His eyes dart immediately to Izuku. “YOU,” he hisses in a horrible scream, lurching out of the bed with his hands outstretched for Izuku’s throat.
Izuku rolls out of the way, but Shigaraki catches his jacket, and it dissolves in his hands. I liked that jacket, Izuku thinks, staring blankly at the ash pile. When he looks up again, Shigaraki is looming above him, his hands inches from his face.
Izuku flinches back, already knowing it’s too late to dodge – but no touch comes, and he opens his eyes again to see black rifts opened in the air in front of him. Shigaraki lets out an incoherent scream of rage even as Kurogiri says sharply from the door, “Shigaraki. Stop.”
What?
“He attacked me!” Shigaraki howls, pulling his hands out of Kurogiri’s warp portals. “He stole my Quirk!”

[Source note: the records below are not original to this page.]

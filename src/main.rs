//! Portfolio Frontend Entry Point

mod actions;
mod alert;
mod api;
mod app;
mod components;
mod config;
mod context;
mod error;
mod gallery;
mod models;
mod pages;
mod pagination;
mod routes;
mod session;
mod store;
mod validation;

use app::App;
use leptos::prelude::*;

fn main() {
    console_error_panic_hook::set_once();
    if let Err(err) = console_log::init_with_level(log::Level::Debug) {
        web_sys::console::error_1(&format!("logger already initialized: {err}").into());
    }
    mount_to_body(App);
}
//! Form Field Components
//!
//! Inputs bound to a signal, and the field-scoped message line under a form.

use leptos::prelude::*;

/// Text input bound to one field of a draft held in a signal
#[component]
pub fn DraftField<D>(
    draft: RwSignal<D>,
    label: &'static str,
    get: fn(&D) -> String,
    set: fn(&mut D, String),
    #[prop(default = "text")] input_type: &'static str,
    #[prop(optional)] multiline: bool,
) -> impl IntoView
where
    D: Send + Sync + 'static,
{
    let value = move || draft.with(|d| get(d));
    let on_input = move |ev: web_sys::Event| {
        let text = event_target_value(&ev);
        draft.update(|d| set(d, text));
    };

    view! {
        <label class="field">
            <span class="field-label">{label}</span>
            {if multiline {
                view! { <textarea prop:value=value on:input=on_input></textarea> }.into_any()
            } else {
                view! { <input type=input_type prop:value=value on:input=on_input /> }.into_any()
            }}
        </label>
    }
}

/// Input bound to a plain string signal
#[component]
pub fn TextField(
    value: RwSignal<String>,
    label: &'static str,
    #[prop(default = "text")] input_type: &'static str,
    #[prop(optional)] multiline: bool,
) -> impl IntoView {
    view! {
        <label class="field">
            <span class="field-label">{label}</span>
            {if multiline {
                view! {
                    <textarea
                        prop:value=move || value.get()
                        on:input=move |ev| value.set(event_target_value(&ev))
                    ></textarea>
                }.into_any()
            } else {
                view! {
                    <input
                        type=input_type
                        prop:value=move || value.get()
                        on:input=move |ev| value.set(event_target_value(&ev))
                    />
                }.into_any()
            }}
        </label>
    }
}

/// Field-scoped error line, hidden when empty
#[component]
pub fn FieldMessage(message: RwSignal<Option<String>>) -> impl IntoView {
    move || message.get().map(|text| view! { <p class="field-message">{text}</p> })
}
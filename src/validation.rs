//! Form Validation
//!
//! Client-side checks that run before any request is sent.

use std::sync::OnceLock;

use regex::Regex;

use crate::error::FormError;

/// Accepted identifier range (16-bit, ids start at 1)
pub const ITEM_ID_RANGE: std::ops::RangeInclusive<i64> = 1..=65_535;

/// Parse a free-text item identifier
pub fn parse_item_id(input: &str) -> Result<u32, FormError> {
    let id: i64 = input
        .trim()
        .parse()
        .map_err(|_| FormError::Invalid("Invalid item id".to_string()))?;
    if !ITEM_ID_RANGE.contains(&id) {
        return Err(FormError::Invalid(
            "The item id must be between 1 and 65535".to_string(),
        ));
    }
    // In range, so the cast cannot truncate
    Ok(id as u32)
}

/// Reject an empty required field
pub fn require(field: &str, value: &str) -> Result<(), FormError> {
    if value.trim().is_empty() {
        Err(FormError::Invalid(format!("Field <{field}> can't be null")))
    } else {
        Ok(())
    }
}

fn email_regex() -> &'static Regex {
    static EMAIL: OnceLock<Regex> = OnceLock::new();
    EMAIL.get_or_init(|| {
        Regex::new(
            r#"^(([^<>()\[\]\\.,;:\s@"]+(\.[^<>()\[\]\\.,;:\s@"]+)*)|(".+"))@((\[[0-9]{1,3}\.[0-9]{1,3}\.[0-9]{1,3}\.[0-9]{1,3}\])|(([a-zA-Z\-0-9]+\.)+[a-zA-Z]{2,}))$"#,
        )
        .expect("email pattern is valid")
    })
}

pub fn is_valid_email(email: &str) -> bool {
    email_regex().is_match(email)
}

/// Login form: both fields present, email well formed
pub fn validate_login(email: &str, password: &str) -> Result<(), FormError> {
    if email.is_empty() || password.is_empty() {
        return Err(FormError::Invalid("Invalid username or password".to_string()));
    }
    if !is_valid_email(email) {
        return Err(FormError::Invalid("Invalid username".to_string()));
    }
    Ok(())
}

“And evidently, he just gave it back,” Kurogiri says drily. It’s hard to see any movement of his head behind the black miasma he uses to obscure his face, but he seems to tilt his head towards the ashes of Izuku’s jacket.
“What are you doing, Kurogiri?” Izuku says.

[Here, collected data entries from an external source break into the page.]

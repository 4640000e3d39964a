/*
 * Copyright 2024 Luc Lenôtre
 *
 * This file is part of Maestro.
 *
 * Maestro is free software: you can redistribute it and/or modify it under the
 * terms of the GNU General Public License as published by the Free Software
 * Foundation, either version 3 of the License, or (at your option) any later
 * version.
 *
 * Maestro is distributed in the hope that it will be useful, but WITHOUT ANY
 * WARRANTY; without even the implied warranty of MERCHANTABILITY or FITNESS FOR
 * A PARTICULAR PURPOSE. See the GNU General Public License for more details.
 *
 * You should have received a copy of the GNU General Public License along with
 * Maestro. If not, see <https://www.gnu.org/licenses/>.
 */

//! A task is the kernel's unit of scheduling (C7).
//!
//! Creation carves out everything a task owns up front — a kernel stack from the buddy
//! allocator, a virtual address space from C6, an id and a name — and seeds an initial
//! register state so that the scheduler's first switch into the task resumes it exactly as
//! it would resume any other task coming back from an interrupt. There is no separate
//! "first run" path.

pub mod pid;
pub mod regs;
pub mod scheduler;
#[cfg(target_arch = "x86")]
pub mod tss;

use crate::memory::{
	PAGE_SIZE, VirtAddr,
	buddy::{self, FrameOrder},
	vmspace::{self, VmSpace},
};
use core::cmp::min;
use pid::TaskId;
use regs::Regs;
use utils::{
	errno::{EResult, Errno},
	limits::{TASK_KERNEL_STACK_ORDER, TASK_NAME_LENGTH_MAX, TASK_PRIORITY_MAX, TASK_PRIORITY_MIN},
};

/// Order of a task's kernel stack, in pages.
const KERNEL_STACK_ORDER: FrameOrder = TASK_KERNEL_STACK_ORDER as FrameOrder;
/// Size of a task's kernel stack in bytes.
const KERNEL_STACK_SIZE: usize = PAGE_SIZE << KERNEL_STACK_ORDER;

/// Top of every user task's stack region, just below the kernelspace boundary.
const USER_STACK_TOP: VirtAddr = crate::memory::KERNEL_BEGIN;
/// Number of pages reserved for a user task's stack.
const USER_STACK_PAGES: usize = 16;

/// A task's scheduling state.
#[derive(Clone, Copy, Debug, Eq, PartialEq)]
pub enum State {
	/// Not yet usable; never observed outside of construction.
	Invalid,
	/// Currently bound to the CPU.
	Running,
	/// Eligible to run, waiting for its turn.
	Waiting,
	/// Eligible for creation but not yet schedulable, or voluntarily suspended.
	Paused,
	/// Marked for destruction; purged on a later tick.
	Killed,
}

/// Whether a task runs with kernel or user privileges.
#[derive(Clone, Copy, Debug, Eq, PartialEq)]
pub enum TaskType {
	/// Runs in ring 0, sharing the kernel's privilege level and its own kernel stack as its
	/// only stack.
	Kernel,
	/// Runs in ring 3, with a dedicated user stack; traps back into the kernel stack on
	/// interrupt.
	User,
}

/// Copies `name` into `buf`, truncating to fit and null-terminating.
fn set_name(buf: &mut [u8; TASK_NAME_LENGTH_MAX], name: &str) {
	let bytes = name.as_bytes();
	let len = min(bytes.len(), TASK_NAME_LENGTH_MAX - 1);
	buf[..len].copy_from_slice(&bytes[..len]);
	for b in &mut buf[len..] {
		*b = 0;
	}
}

/// A task: the kernel's unit of scheduling.
pub struct Task {
	id: TaskId,
	name: [u8; TASK_NAME_LENGTH_MAX],
	kind: TaskType,
	priority: u8,
	state: State,
	/// Saved register state, restored verbatim on the next schedule-in.
	regs: Regs,
	/// Base (lowest address) of the kernel stack, or a null sentinel for the idle task, which
	/// runs on the stack the boot code was already using instead of an allocated one.
	kernel_stack: VirtAddr,
	vmspace: VmSpace,
	ticks: u64,
}

impl Task {
	/// Creates a task, allocating and seeding everything it owns.
	///
	/// `initial_state` must be [`State::Waiting`] or [`State::Paused`]; `priority` must fall in
	/// `[TASK_PRIORITY_MIN, TASK_PRIORITY_MAX]`. Any failure after partial progress is rolled
	/// back before returning.
	pub fn create(
		name: &str,
		kind: TaskType,
		entry: VirtAddr,
		priority: u8,
		initial_state: State,
	) -> EResult<Self> {
		if !matches!(initial_state, State::Waiting | State::Paused) {
			return Err(Errno::EINVAL);
		}
		if !(TASK_PRIORITY_MIN..=TASK_PRIORITY_MAX).contains(&priority) {
			return Err(Errno::EINVAL);
		}
		let id = pid::next();
		let mut name_buf = [0u8; TASK_NAME_LENGTH_MAX];
		set_name(&mut name_buf, name);

		let stack_ptr = buddy::alloc_kernel(KERNEL_STACK_ORDER)?;
		let kernel_stack = VirtAddr::from(stack_ptr);
		unsafe {
			core::ptr::write_bytes(stack_ptr.as_ptr(), 0, KERNEL_STACK_SIZE);
		}
		let stack_top = kernel_stack + KERNEL_STACK_SIZE;

		let mut vmspace = match VmSpace::new() {
			Ok(v) => v,
			Err(e) => {
				let _ = buddy::free_kernel(kernel_stack, KERNEL_STACK_ORDER);
				return Err(e);
			}
		};

		let mut regs = Regs::default();
		regs.eip = entry.0 as u32;
		regs.esp = match kind {
			TaskType::Kernel => stack_top.0 as u32,
			TaskType::User => {
				let stack_start = USER_STACK_TOP - USER_STACK_PAGES * PAGE_SIZE;
				let mapped = vmspace.add_map(
					stack_start,
					USER_STACK_TOP,
					vmspace::MAP_READ | vmspace::MAP_WRITE,
				);
				if let Err(e) = mapped {
					vmspace.destroy();
					let _ = buddy::free_kernel(kernel_stack, KERNEL_STACK_ORDER);
					return Err(e);
				}
				USER_STACK_TOP.0 as u32
			}
		};

		Ok(Self {
			id,
			name: name_buf,
			kind,
			priority,
			state: initial_state,
			regs,
			kernel_stack,
			vmspace,
			ticks: 0,
		})
	}

	/// Creates the idle task from the thread of execution already running at subsystem init,
	/// rather than allocating a fresh kernel stack for it.
	fn idle() -> EResult<Self> {
		Ok(Self {
			id: pid::IDLE_ID,
			name: {
				let mut buf = [0u8; TASK_NAME_LENGTH_MAX];
				set_name(&mut buf, "kernel_idle");
				buf
			},
			kind: TaskType::Kernel,
			priority: TASK_PRIORITY_MIN,
			state: State::Running,
			regs: Regs::default(),
			kernel_stack: VirtAddr(0),
			vmspace: VmSpace::new()?,
			ticks: 0,
		})
	}

	/// Returns the task's id.
	pub fn id(&self) -> TaskId {
		self.id
	}

	/// Returns the task's name, up to its null terminator.
	pub fn name(&self) -> &str {
		let len = self.name.iter().position(|&b| b == 0).unwrap_or(self.name.len());
		core::str::from_utf8(&self.name[..len]).unwrap_or("")
	}

	/// Returns the task's current state.
	pub fn state(&self) -> State {
		self.state
	}

	/// Returns the top of the task's kernel stack, the ring-0 stack pointer to load into the
	/// TSS before resuming this task.
	fn kernel_stack_top(&self) -> VirtAddr {
		self.kernel_stack + KERNEL_STACK_SIZE
	}

	/// Tears down everything the task owns: its kernel stack (if it has one of its own) and
	/// its virtual address space.
	fn destroy(self) {
		if !self.kernel_stack.is_null() {
			let _ = buddy::free_kernel(self.kernel_stack, KERNEL_STACK_ORDER);
		}
		self.vmspace.destroy();
	}
}

#[cfg(test)]
mod test {
	use super::*;

	#[test_case]
	fn create_rejects_bad_state() {
		let res = Task::create("t", TaskType::Kernel, VirtAddr(0x1000), 1, State::Running);
		assert_eq!(res.err(), Some(Errno::EINVAL));
	}

	#[test_case]
	fn create_rejects_bad_priority() {
		let res = Task::create("t", TaskType::Kernel, VirtAddr(0x1000), 0, State::Waiting);
		assert_eq!(res.err(), Some(Errno::EINVAL));
		let res = Task::create("t", TaskType::Kernel, VirtAddr(0x1000), 6, State::Waiting);
		assert_eq!(res.err(), Some(Errno::EINVAL));
	}

	#[test_case]
	fn create_truncates_long_name() {
		let long = "a-name-far-too-long-to-fit";
		let task = Task::create(long, TaskType::Kernel, VirtAddr(0x1000), 1, State::Waiting)
			.unwrap();
		assert!(task.name().len() < TASK_NAME_LENGTH_MAX);
		assert_eq!(task.name(), &long[..TASK_NAME_LENGTH_MAX - 1]);
		task.destroy();
	}

	#[test_case]
	fn create_seeds_entry_point() {
		let task =
			Task::create("t", TaskType::Kernel, VirtAddr(0xdead_b000), 1, State::Waiting)
				.unwrap();
		let eip = task.regs.eip;
		assert_eq!(eip, 0xdead_b000);
		task.destroy();
	}
}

He gets the distinct impression of Kurogiri lifting an unimpressed eyebrow. “I’m mediating a conflict between members of the Villain Alliance.”
“Members of the Villain Alliance,” Izuku repeats, and laughs disbelievingly. “Are you – are you kidding me? I just murdered my father. I just murdered Sensei.”

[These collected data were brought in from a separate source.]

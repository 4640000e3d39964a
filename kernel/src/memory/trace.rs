/*
 * Copyright 2024 Luc Lenôtre
 *
 * This file is part of Maestro.
 *
 * Maestro is free software: you can redistribute it and/or modify it under the
 * terms of the GNU General Public License as published by the Free Software
 * Foundation, either version 3 of the License, or (at your option) any later
 * version.
 *
 * Maestro is distributed in the hope that it will be useful, but WITHOUT ANY
 * WARRANTY; without even the implied warranty of MERCHANTABILITY or FITNESS FOR
 * A PARTICULAR PURPOSE. See the GNU General Public License for more details.
 *
 * You should have received a copy of the GNU General Public License along with
 * Maestro. If not, see <https://www.gnu.org/licenses/>.
 */

//! Memory allocation tracing, enabled by the `memtrace` feature.
//!
//! [`sample`] is called by allocators wrapped with
//! [`macros::instrument_allocator`]. There is no serial port or symbolicated
//! callstack in this core, so a sample is just logged through [`crate::println`].

/// Logs one allocation event.
///
/// Arguments:
/// - `allocator` is the name of the allocator that produced the sample.
/// - `op` is the operation: `0` for alloc, `1` for realloc, `2` for free.
/// - `ptr` is the affected address, or null if not applicable.
/// - `size` is the new size of the allocation, in the allocator's own unit.
pub fn sample(allocator: &str, op: u8, ptr: *const u8, size: usize) {
	let op = match op {
		0 => "alloc",
		1 => "realloc",
		2 => "free",
		_ => "?",
	};
	crate::println!("memtrace: {allocator} {op} ptr={ptr:p} size={size}");
}
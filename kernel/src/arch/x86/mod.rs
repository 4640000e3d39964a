/*
 * Copyright 2024 Luc Lenôtre
 *
 * This file is part of Maestro.
 *
 * Maestro is free software: you can redistribute it and/or modify it under the
 * terms of the GNU General Public License as published by the Free Software
 * Foundation, either version 3 of the License, or (at your option) any later
 * version.
 *
 * Maestro is distributed in the hope that it will be useful, but WITHOUT ANY
 * WARRANTY; without even the implied warranty of MERCHANTABILITY or FITNESS FOR
 * A PARTICULAR PURPOSE. See the GNU General Public License for more details.
 *
 * You should have received a copy of the GNU General Public License along with
 * Maestro. If not, see <https://www.gnu.org/licenses/>.
 */

//! x86-specific code: register access, CPU feature detection, and the
//! FXSAVE state format shared by [`crate::process::regs`].

use core::arch::asm;

/// Process default `rflags`
pub const DEFAULT_FLAGS: usize = 0x202;
/// Process default `FCW`
pub const DEFAULT_FCW: u32 = 0b1100111111;
/// Process default `MXCSR`
pub const DEFAULT_MXCSR: u32 = 0b1111111000000;

/// Returns the value stored into the specified register.
#[macro_export]
macro_rules! register_get {
	($reg:expr) => {
		unsafe {
			let mut val: usize;
			core::arch::asm!(concat!("mov {}, ", $reg), out(reg) val);
			val
		}
	};
}

/// Sets the value of the specified register.
#[macro_export]
macro_rules! register_set {
	($reg:expr, $val:expr) => {{
		core::arch::asm!(concat!("mov ", $reg, ", {}"), in(reg) $val);
	}};
}

/// Returns the value of the RFLAGS register.
#[inline]
pub fn get_rflags() -> usize {
	let mut flags;
	unsafe {
		#[cfg(target_pointer_width = "32")]
		asm!(
			"pushfd",
			"pop {:e}",
			out(reg) flags,
		);
		#[cfg(target_pointer_width = "64")]
		asm!(
			"pushfq",
			"pop {:r}",
			out(reg) flags,
		);
	}
	flags
}

/// Tells whether maskable interruptions are enabled on the current core.
#[inline]
pub fn is_interrupt_enabled() -> bool {
	get_rflags() & 0x200 != 0
}

/// Disables maskable interruptions on the current core.
#[inline(always)]
pub fn cli() {
	unsafe {
		asm!("cli");
	}
}

/// Enables maskable interruptions on the current core.
#[inline(always)]
pub fn sti() {
	unsafe {
		asm!("sti");
	}
}

/// Waits for an interruption on the current core.
#[inline(always)]
pub fn hlt() {
	unsafe {
		asm!("hlt");
	}
}

/// Calls the CPUID instruction.
#[inline]
pub fn cpuid(mut eax: u32, mut ebx: u32, mut ecx: u32, mut edx: u32) -> (u32, u32, u32, u32) {
	unsafe {
		#[cfg(target_arch = "x86")]
		asm!(
		"cpuid",
		inout("eax") eax,
		inout("ebx") ebx,
		inout("ecx") ecx,
		inout("edx") edx,
		);
		#[cfg(target_arch = "x86_64")]
		asm!(
		"push rbx",
		"mov ebx, {rbx:e}",
		"cpuid",
		"mov {rbx:e}, ebx",
		"pop rbx",
		inout("rax") eax,
		rbx = inout(reg) ebx,
		inout("rcx") ecx,
		inout("rdx") edx,
		);
	}
	(eax, ebx, ecx, edx)
}

/// Returns HWCAP bitmask for ELF.
#[inline]
pub fn get_hwcap() -> u32 {
	cpuid(1, 0, 0, 0).3
}

/// Tells whether the CPU supports SSE.
pub fn has_sse() -> bool {
	get_hwcap() & (1 << 25) != 0
}

/// Enables SSE.
pub fn enable_sse() {
	// Enable x87 FPU
	let cr0 = (register_get!("cr0") & !0b100) | 0b10;
	// Enable FXSAVE and FXRSTOR (thus, enabling SSE) and SSE exceptions
	let cr4 = register_get!("cr4") | 0b11000000000;
	unsafe {
		register_set!("cr0", cr0);
		register_set!("cr4", cr4);
	}
}

/// Tells whether SMEP and SMAP are supported (in that order).
#[inline]
pub fn supports_supervisor_prot() -> (bool, bool) {
	let (_, flags, ..) = cpuid(7, 0, 0, 0);
	let smep = flags & (1 << 7) != 0;
	let smap = flags & (1 << 20) != 0;
	(smep, smap)
}

/// Sets whether the kernel can write to read-only pages.
///
/// # Safety
///
/// Disabling this feature which makes read-only data writable in kernelspace.
#[inline]
pub unsafe fn set_write_protected(lock: bool) {
	let mut val = register_get!("cr0");
	if lock {
		val |= 1 << 16;
	} else {
		val &= !(1 << 16);
	}
	register_set!("cr0", val);
}

/// Sets or clears the AC flag to disable or enable SMAP.
///
/// # Safety
///
/// SMAP provides a security against potentially malicious data accesses. As such, it should be
/// disabled only when strictly necessary.
///
/// Enabling SMAP removes access to memory addresses that were previously accessible. It is the
/// caller's responsibility to ensure no invalid memory accesses are done afterward.
#[inline]
pub unsafe fn set_smap_enabled(enabled: bool) {
	// TODO cache in RAM instead
	let (_, smap) = supports_supervisor_prot();
	if !smap {
		return;
	}
	if enabled {
		asm!("clac");
	} else {
		asm!("stac");
	}
}

/// FXstate buffer.
#[repr(align(16))]
struct FxState([u8; 512]);

/// Saves the current x87 FPU, MMX and SSE state to the given buffer.
#[inline]
pub fn fxstate_save(fxstate: &mut FxState) {
	unsafe {
		asm!("fxsave [{}]", in(reg) fxstate.0.as_mut_ptr());
	}
}

/// Restores the x87 FPU, MMX and SSE state from the given buffer.
#[inline]
pub fn fxstate_restore(fxstate: &FxState) {
	unsafe {
		asm!("fxrstor [{}]", in(reg) fxstate.0.as_ptr());
	}
}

This time, when Shigaraki tries to kill him, Kurogiri opens a portal that sends him tumbling into the wall. Shigaraki screams and curses, but doesn’t try again.
“You did,” Kurogiri says calmly. “But the Villain Alliance is not disbanded just for that. We simply need a new leader. Until then, Izuku-kun, you are the one who knew the logistics behind funding and managing our base the best.”
Izuku looks at him. Then he says, “That’s a stupid reason to keep me around; you know enough to figure it out without me. What do you really want?”
Kurogiri sighs and mutters something under his breath that sounds a little bit like damn precocious children. “I have my own reasons. Just know that in the meanwhile, you may stay here without reprisal from other members of the alliance. That includes you, Shigaraki-kun.”
“He killed Sensei,” Shigaraki snarls. “I don’t care what you say. I’m going to kill him. And who put you in charge, anyways? I’m the one Sensei chose to be his successor, not you! You can’t tell me what to do.”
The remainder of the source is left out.